▸ Task item
Retype exactly the lines that run from the start of the data to the line holding "impl fmt::Display for Keyword", including both, and only those.

▸ Data extract
//! The rule table: which definition keywords are legal together.
//!
//! Every property is classified into exactly one [`Category`] by a fixed
//! precedence, then its declared keywords are checked against the category's
//! allowed set and its category-specific requirements. All messages for a
//! property are returned together; the compiler aggregates them across the
//! whole schema.

use crate::property::{Gate, PropertyDefinition, Readonly, Required};
use std::fmt;

/// A definition keyword.
#[derive(Debug, Clone, Copy, PartialEq, Eq, PartialOrd, Ord, Hash)]
pub enum Keyword {
    Alias,
    Constant,
    Default,
    Dependent,
    DependsOn,
    OnDelete,
    OnFailure,
    OnSuccess,
    Readonly,
    Required,
    Resolver,
    Sanitizer,
    ShouldInit,
    ShouldUpdate,
    Validator,
    Value,
    Virtual,
}

impl Keyword {
    /// The keyword as written in schema definitions.
    pub const fn name(self) -> &'static str {
        match self {
            Self::Alias => "alias",
            Self::Constant => "constant",
            Self::Default => "default",
            Self::Dependent => "dependent",
            Self::DependsOn => "dependsOn",
            Self::OnDelete => "onDelete",
            Self::OnFailure => "onFailure",
            Self::OnSuccess => "onSuccess",
            Self::Readonly => "readonly",
            Self::Required => "required",
            Self::Resolver => "resolver",
            Self::Sanitizer => "sanitizer",
            Self::ShouldInit => "shouldInit",
            Self::ShouldUpdate => "shouldUpdate",
            Self::Validator => "validator",
            Self::Value => "value",
            Self::Virtual => "virtual",
        }
    }
}

impl fmt::Display for Keyword {
    fn fmt(&self, f: &mut fmt::Formatter<'_>) -> fmt::Result {
        f.write_str(self.name())
    }
}

/// The category every property is classified into.
#[derive(Debug, Clone, Copy, PartialEq, Eq, Hash)]
pub enum Category {
    Constant,
    Dependent,
    Lax,
    Readonly,
    ReadonlyLax,
    Required,
    RequiredBy,
    Virtual,
}

impl Category {
    pub const fn name(self) -> &'static str {
        match self {
            Self::Constant => "constant",
            Self::Dependent => "dependent",
            Self::Lax => "lax",
            Self::Readonly => "readonly",
            Self::ReadonlyLax => "readonly-lax",
            Self::Required => "required",
            Self::RequiredBy => "required-by",
            Self::Virtual => "virtual",
        }
    }

    /// Virtual properties never reach output.
    pub const fn is_persisted(self) -> bool {
        !matches!(self, Self::Virtual)
    }

    /// Whether callers (and validators' `otherReasons`) may address the property.
    pub const fn accepts_input(self) -> bool {
        !matches!(self, Self::Constant | Self::Dependent)
    }

    /// Keywords legal on this category.
    pub fn allowed(self) -> &'static [Keyword] {
        use Keyword as K;
        match self {
            Self::Constant => &[K::Constant, K::OnDelete, K::OnSuccess, K::Value],
            Self::Dependent => &[
                K::Default,
                K::Dependent,
                K::DependsOn,
                K::OnDelete,
                K::OnSuccess,
                K::Readonly,
                K::Resolver,
            ],
            Self::Virtual => &[
                K::Alias,
                K::OnFailure,
                K::OnSuccess,
                K::Required,
                K::Sanitizer,
                K::ShouldInit,
                K::ShouldUpdate,
                K::Validator,
                K::Virtual,
            ],
            Self::Lax => &[
                K::Default,
                K::OnDelete,
                K::OnFailure,
                K::OnSuccess,
                K::Sanitizer,
                K::ShouldInit,
                K::ShouldUpdate,
                K::Validator,
            ],
            Self::Readonly => &[
                K::Default,
                K::OnDelete,
                K::OnFailure,
                K::OnSuccess,
                K::Readonly,
                K::Sanitizer,
                K::ShouldInit,
                K::ShouldUpdate,
                K::Validator,
            ],
            Self::ReadonlyLax => &[
                K::Default,
                K::OnDelete,
                K::OnFailure,
                K::OnSuccess,
                K::Readonly,
                K::Sanitizer,
                K::ShouldUpdate,
                K::Validator,
            ],
            Self::Required => &[
                K::OnDelete,
                K::OnFailure,
                K::OnSuccess,
                K::Required,
                K::Sanitizer,
                K::ShouldUpdate,
                K::Validator,
            ],
            Self::RequiredBy => &[
                K::Default,
                K::OnDelete,
                K::OnFailure,
                K::OnSuccess,
                K::Required,
                K::Sanitizer,
                K::ShouldInit,
                K::ShouldUpdate,
                K::Validator,
            ],
        }
    }
}

impl fmt::Display for Category {
    fn fmt(&self, f: &mut fmt::Formatter<'_>) -> fmt::Result {
        f.write_str(self.name())
    }
}

/// Classifies a definition. Precedence: constant, dependent, virtual,
/// readonly-lax, readonly, required-by, required, lax.
pub fn classify(definition: &PropertyDefinition) -> Category {
    if definition.constant {
        Category::Constant
    } else if definition.dependent {
        Category::Dependent
    } else if definition.is_virtual {
        Category::Virtual
    } else if definition.readonly == Some(Readonly::Lax) {
        Category::ReadonlyLax
    } else if definition.readonly == Some(Readonly::Strict) {
        Category::Readonly
    } else {
        match definition.required {
            Some(Required::When(_)) => Category::RequiredBy,
            Some(Required::Bool(_)) => Category::Required,
            None => Category::Lax,
        }
    }
}

/// Checks a single definition against its category. Cross-property rules
/// (aliases, dependency targets, cycles) are checked by the graph builder.
pub(crate) fn check(definition: &PropertyDefinition, category: Category) -> Vec<String> {
    let mut messages = Vec::new();
    let allowed = category.allowed();

    for keyword in definition.keywords() {
        if !allowed.contains(&keyword) {
            messages.push(disallowed_message(keyword, category));
        }
    }

    if let Some(Gate::Bool(true)) = definition.should_init {
        messages.push("'shouldInit' must either be false or a predicate".to_string());
    }
    if let Some(Gate::Bool(true)) = definition.should_update {
        messages.push("'shouldUpdate' must either be false or a predicate".to_string());
    }
    if let Some(Required::Bool(false)) = definition.required {
        messages.push("'required' must either be true or a predicate".to_string());
    }

    let has_default = definition.default.is_some();
    match category {
        Category::Constant => {
            if definition.value.is_none() {
                messages.push("Constant properties must have a value or setter".to_string());
            }
        }
        Category::Dependent => {
            if !has_default {
                messages.push("Dependent properties must have a default value".to_string());
            }
            if definition.depends_on.as_ref().is_none_or(Vec::is_empty) {
                messages.push("Dependent properties must depend on at least one property".to_string());
            }
            if definition.resolver.is_none() {
                messages.push("Dependent properties must have a resolver".to_string());
            }
            if definition.readonly == Some(Readonly::Lax) {
                messages.push("Dependent properties cannot be readonly 'lax'".to_string());
            }
        }
        Category::Virtual => {
            if definition.validator.is_none() {
                messages.push("Virtual properties must have a validator".to_string());
            }
            if matches!(definition.required, Some(Required::Bool(_))) {
                messages.push("Virtual properties can only be required by a predicate".to_string());
            }
        }
        Category::Lax => {
            if !has_default {
                messages.push(
                    "A property should at least be readonly, required, or have a default value"
                        .to_string(),
                );
            }
        }
        Category::Readonly => {
            if definition.should_init.is_some() && !has_default {
                messages.push(
                    "Readonly properties with blocked initialization must have a default value"
                        .to_string(),
                );
            }
            if !has_default && definition.validator.is_none() {
                messages.push("Readonly properties without a default must have a validator".to_string());
            }
        }
        Category::ReadonlyLax => {
            if !has_default {
                messages.push("Readonly 'lax' properties must have a default value".to_string());
            }
        }
        Category::Required => {
            if definition.validator.is_none() {
                messages.push("Required properties must have a validator".to_string());
            }
        }
        Category::RequiredBy => {
            if !has_default {
                messages.push(
                    "Conditionally required properties must have a default value".to_string(),
                );
            }
            if definition.validator.is_none() {
                messages.push("Conditionally required properties must have a validator".to_string());
            }
        }
    }

    messages
}

fn disallowed_message(keyword: Keyword, category: Category) -> String {
    match (category, keyword) {
        (Category::Required, Keyword::Default) => {
            "Required properties cannot have a default value".to_string()
        }
        (Category::Required, Keyword::ShouldInit) => {
            "Required properties cannot have initialization blocked".to_string()
        }
        (Category::Readonly, Keyword::Required) => {
            "Strictly readonly properties are required. Remove the 'required' rule".to_string()
        }
        (Category::ReadonlyLax, Keyword::ShouldInit) => {
            "Readonly 'lax' properties cannot have initialization blocked".to_string()
        }
        _ => format!("'{keyword}' is not allowed on {category} properties"),
    }
}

▸ Exercise result
//! The rule table: which definition keywords are legal together.
//!
//! Every property is classified into exactly one [`Category`] by a fixed
//! precedence, then its declared keywords are checked against the category's
//! allowed set and its category-specific requirements. All messages for a
//! property are returned together; the compiler aggregates them across the
//! whole schema.

use crate::property::{Gate, PropertyDefinition, Readonly, Required};
use std::fmt;

/// A definition keyword.
#[derive(Debug, Clone, Copy, PartialEq, Eq, PartialOrd, Ord, Hash)]
pub enum Keyword {
    Alias,
    Constant,
    Default,
    Dependent,
    DependsOn,
    OnDelete,
    OnFailure,
    OnSuccess,
    Readonly,
    Required,
    Resolver,
    Sanitizer,
    ShouldInit,
    ShouldUpdate,
    Validator,
    Value,
    Virtual,
}

impl Keyword {
    /// The keyword as written in schema definitions.
    pub const fn name(self) -> &'static str {
        match self {
            Self::Alias => "alias",
            Self::Constant => "constant",
            Self::Default => "default",
            Self::Dependent => "dependent",
            Self::DependsOn => "dependsOn",
            Self::OnDelete => "onDelete",
            Self::OnFailure => "onFailure",
            Self::OnSuccess => "onSuccess",
            Self::Readonly => "readonly",
            Self::Required => "required",
            Self::Resolver => "resolver",
            Self::Sanitizer => "sanitizer",
            Self::ShouldInit => "shouldInit",
            Self::ShouldUpdate => "shouldUpdate",
            Self::Validator => "validator",
            Self::Value => "value",
            Self::Virtual => "virtual",
        }
    }
}

impl fmt::Display for Keyword {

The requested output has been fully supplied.